### [Instructions for the task]
After the line containing "let load = capacity.load_percent();", write nothing more; before it, reproduce every line of the material below exactly, starting with the first.
···
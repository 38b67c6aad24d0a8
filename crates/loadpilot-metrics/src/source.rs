//! Utilization sources.
//!
//! The scaling monitor asks a [`MetricsSource`] for each component's
//! utilization on every tick. Production wiring derives utilization from
//! the load the processor is actually placing on the component; tests
//! inject fixed readings.

use std::collections::HashMap;
use std::sync::RwLock;

use loadpilot_state::{ComponentCapacity, ComponentId, ResourceType, ResourceVector};

/// Supplies utilization readings (percent per resource).
pub trait MetricsSource: Send + Sync {
    /// Latest reading for a component, or `None` when unavailable.
    fn sample(&self, capacity: &ComponentCapacity) -> Option<ResourceVector>;
}

/// Derives utilization from task load and allocation.
///
/// Each running task consumes `footprint` of a resource per unit of
/// allocation, so utilization rises with load and falls when the
/// executor grants more allocation.
#[derive(Debug, Clone)]
pub struct TaskLoadSource {
    footprint: ResourceVector,
}

impl TaskLoadSource {
    pub fn new(footprint: ResourceVector) -> Self {
        Self { footprint }
    }
}

impl Default for TaskLoadSource {
    fn default() -> Self {
        Self::new(ResourceVector {
            cpu: 1.0,
            memory: 0.8,
            network: 0.5,
            storage: 0.2,
        })
    }
}

impl MetricsSource for TaskLoadSource {
    fn sample(&self, capacity: &ComponentCapacity) -> Option<ResourceVector> {
        let load = capacity.load_percent();
        let mut reading = ResourceVector::default();
        for resource in ResourceType::ALL {
            let allocation = capacity.allocation.get(resource).max(0.1);
            let value = load * self.footprint.get(resource) / allocation;
            reading.set(resource, value.clamp(0.0, 100.0));
        }
        Some(reading)
    }
}

/// Fixed readings keyed by component, settable at runtime.
#[derive(Debug, Default)]
pub struct FixtureSource {
    readings: RwLock<HashMap<ComponentId, ResourceVector>>,
}

impl FixtureSource {
    pub fn new() -> Self {
        Self::default()
    }

    pub fn set(&self, component: &str, reading: ResourceVector) {
        self.readings
            .write()
            .unwrap_or_else(|e| e.into_inner())
            .insert(component.to_string(), reading);
    }

    pub fn set_resource(&self, component: &str, resource: ResourceType, value: f64) {
        let mut readings = self.readings.write().unwrap_or_else(|e| e.into_inner());
        readings
            .entry(component.to_string())
            .or_default()
            .set(resource, value);
    }

    pub fn clear(&self, component: &str) {
        self.readings
            .write()
            .unwrap_or_else(|e| e.into_inner())
            .remove(component);
    }
}

impl MetricsSource for FixtureSource {
    fn sample(&self, capacity: &ComponentCapacity) -> Option<ResourceVector> {
        self.readings
            .read()
            .unwrap_or_else(|e| e.into_inner())
            .get(&capacity.component)
            .copied()
    }
}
···
### [Exercise solution]
repository 38b67c6aad24d0a8
filename crates/loadpilot-metrics/src/source.rs
//! Utilization sources.
//!
//! The scaling monitor asks a [`MetricsSource`] for each component's
//! utilization on every tick. Production wiring derives utilization from
//! the load the processor is actually placing on the component; tests
//! inject fixed readings.

use std::collections::HashMap;
use std::sync::RwLock;

use loadpilot_state::{ComponentCapacity, ComponentId, ResourceType, ResourceVector};

/// Supplies utilization readings (percent per resource).
pub trait MetricsSource: Send + Sync {
    /// Latest reading for a component, or `None` when unavailable.
    fn sample(&self, capacity: &ComponentCapacity) -> Option<ResourceVector>;
}

/// Derives utilization from task load and allocation.
///
/// Each running task consumes `footprint` of a resource per unit of
/// allocation, so utilization rises with load and falls when the
/// executor grants more allocation.
#[derive(Debug, Clone)]
pub struct TaskLoadSource {
    footprint: ResourceVector,
}

impl TaskLoadSource {
    pub fn new(footprint: ResourceVector) -> Self {
        Self { footprint }
    }
}

impl Default for TaskLoadSource {
    fn default() -> Self {
        Self::new(ResourceVector {
            cpu: 1.0,
            memory: 0.8,
            network: 0.5,
            storage: 0.2,
        })
    }
}

impl MetricsSource for TaskLoadSource {
    fn sample(&self, capacity: &ComponentCapacity) -> Option<ResourceVector> {
        let load = capacity.load_percent();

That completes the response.